Об отце со дня ареста мы ничего не знали. Только однажды, помню, в первые месяцы нам разрешили передать одну маленькую передачу из продуктов. На площади перед тюрьмой (там, где она и сейчас стоит по улице Республики) собралось очень много народа с передачами своим близким. А нас разгоняла милиция конная с кнутами. Это мне напомнило "Кровавое воскресенье". Я была очень скромная, тихая и не помню, как у меня получилось, что я оказалась у дверей тюрьмы. Помню маленькое окошечко, с 2-х сторон которого стояли 2 милиционера. Окошечко открылось, меня милиционер спросил: "Кому передачу принесла?" Я ответила, что отцу, назвала его фамилию, имя и отчество. У меня забрали маленький мешочек, сказали: "Подожди". Через 5 минут мне показали бумагу, где я увидела подпись отца своего в том, что он получил мою передачу.

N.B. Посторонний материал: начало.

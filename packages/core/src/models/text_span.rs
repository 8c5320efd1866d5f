//! Rich-Text Spans
//!
//! Every textual property of a block (title, caption, link, language, ...)
//! arrives as a sequence of spans. A span is a run of text sharing the same
//! set of inline attributes (bold, link target, mention, ...).
//!
//! # Examples
//!
//! ```rust
//! use notion_model_core::models::{flatten, TextAttr, TextSpan};
//!
//! let spans = vec![
//!     TextSpan::new("Hello, "),
//!     TextSpan::new("world").with_attr(TextAttr::Bold),
//! ];
//!
//! assert_eq!(flatten(&spans), "Hello, world");
//! assert!(spans[1].is_bold());
//! ```

use serde::{Deserialize, Serialize};

/// Inline attribute attached to a span
///
/// Known attribute codes map to dedicated variants; anything else is kept
/// as `Unknown` so new attributes never break decoding.
#[derive(Debug, Clone, PartialEq, Serialize, Deserialize)]
#[serde(tag = "kind", content = "value", rename_all = "snake_case")]
pub enum TextAttr {
    Bold,
    Italic,
    Strikethrough,
    /// Inline code
    Code,
    Underline,
    /// Hyperlink target URL
    Link(String),
    /// Mention of a user (user ID)
    User(String),
    /// Mention of a page (page ID)
    Page(String),
    /// Date mention, kept as the raw JSON object
    Date(serde_json::Value),
    /// Text or background colour, e.g. "red" or "yellow_background"
    Highlight(String),
    /// Discussion/comment ID anchored on this span
    Comment(String),
    /// Inline equation source
    Equation(String),
    Unknown {
        code: String,
        value: Option<serde_json::Value>,
    },
}

/// A run of text with uniform inline attributes
#[derive(Debug, Clone, Default, PartialEq, Serialize, Deserialize)]
pub struct TextSpan {
    pub text: String,

    #[serde(default, skip_serializing_if = "Vec::is_empty")]
    pub attrs: Vec<TextAttr>,
}

impl TextSpan {
    /// Create a plain span with no attributes
    pub fn new(text: impl Into<String>) -> Self {
        Self {
            text: text.into(),
            attrs: Vec::new(),
        }
    }

    /// Add an attribute (builder style)
    pub fn with_attr(mut self, attr: TextAttr) -> Self {
        self.attrs.push(attr);
        self
    }

    /// True if the span carries no attributes at all
    pub fn is_plain(&self) -> bool {
        self.attrs.is_empty()
    }

    pub fn is_bold(&self) -> bool {
        self.attrs.contains(&TextAttr::Bold)
    }

    pub fn is_italic(&self) -> bool {
        self.attrs.contains(&TextAttr::Italic)
    }

    pub fn is_strikethrough(&self) -> bool {
        self.attrs.contains(&TextAttr::Strikethrough)
    }

    pub fn is_code(&self) -> bool {
        self.attrs.contains(&TextAttr::Code)
    }

    /// Link target, if the span is a hyperlink
    pub fn link(&self) -> Option<&str> {
        self.attrs.iter().find_map(|attr| match attr {
            TextAttr::Link(url) => Some(url.as_str()),
            _ => None,
        })
    }
}

/// Concatenate the text of every span, in order, without formatting
///
/// This is the single definition of "plain text of a rich-text field".
pub fn flatten(spans: &[TextSpan]) -> String {
    spans.iter().map(|span| span.text.as_str()).collect()
}

/// Text of the first span only, or "" when there are no spans
///
/// Single-token properties (link, source, language, size, checked) only
/// carry meaning in their first span.
pub fn first_text(spans: &[TextSpan]) -> &str {
    spans.first().map(|span| span.text.as_str()).unwrap_or("")
}
//! Utility functions for the block model
//!
//! This module provides helpers used by the normalizer that are useful on
//! their own as well.

mod image_url;

pub use image_url::{ImageUrlProxy, NotionImageProxy};
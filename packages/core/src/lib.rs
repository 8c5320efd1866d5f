//! Notion Block Model Core
//!
//! This crate decodes the block records served by Notion's internal record
//! API and normalizes them into typed blocks.
//!
//! # Architecture
//!
//! - **Raw first**: every record decodes, whatever its type; untyped
//!   `properties` and `format` are kept verbatim next to the typed fields
//! - **Two-phase normalization**: property-derived fields, then the one
//!   format variant the block type selects
//! - **Arena tree**: blocks live in a [`models::BlockTree`] keyed by ID;
//!   parent and children are ID lookups
//!
//! # Modules
//!
//! - [`models`] - Data structures (Block, BlockFormat, TextSpan, BlockTree)
//! - [`services`] - Span resolution, property extraction, normalization
//! - [`utils`] - Image URL proxying
//! - [`config`] - Normalizer configuration with environment overrides

pub mod config;
pub mod models;
pub mod services;
pub mod utils;

// Re-export commonly used types
pub use config::NormalizerConfig;
pub use models::*;
pub use services::*;
pub use utils::*;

В 1956 г. стали люди говорить, что НКВД выдает документы семьям тех, кто был арестован как враг народа. Мама обратилась с заявлением, и ей выдали свидетельство о смерти отца, в котором указано, что он умер 7 ноября 1943 года от гипертонии. А где похоронен - не указано. Маме еще было выдано единовременное пособие (не помню сумму). Она его не хотела брать, но потом ее кто-то уговорил взять. Вместе с этим ей сказали, что он реабилитирован. "Простите, мы ошиблись". С мамой было плохо. Ее привели в чувство.
Наши глубокие раны, которые с годами чуть-чуть стали меньше болеть, опять были растревожены. И болят до сих пор. И никогда не заживут, пока мы живы.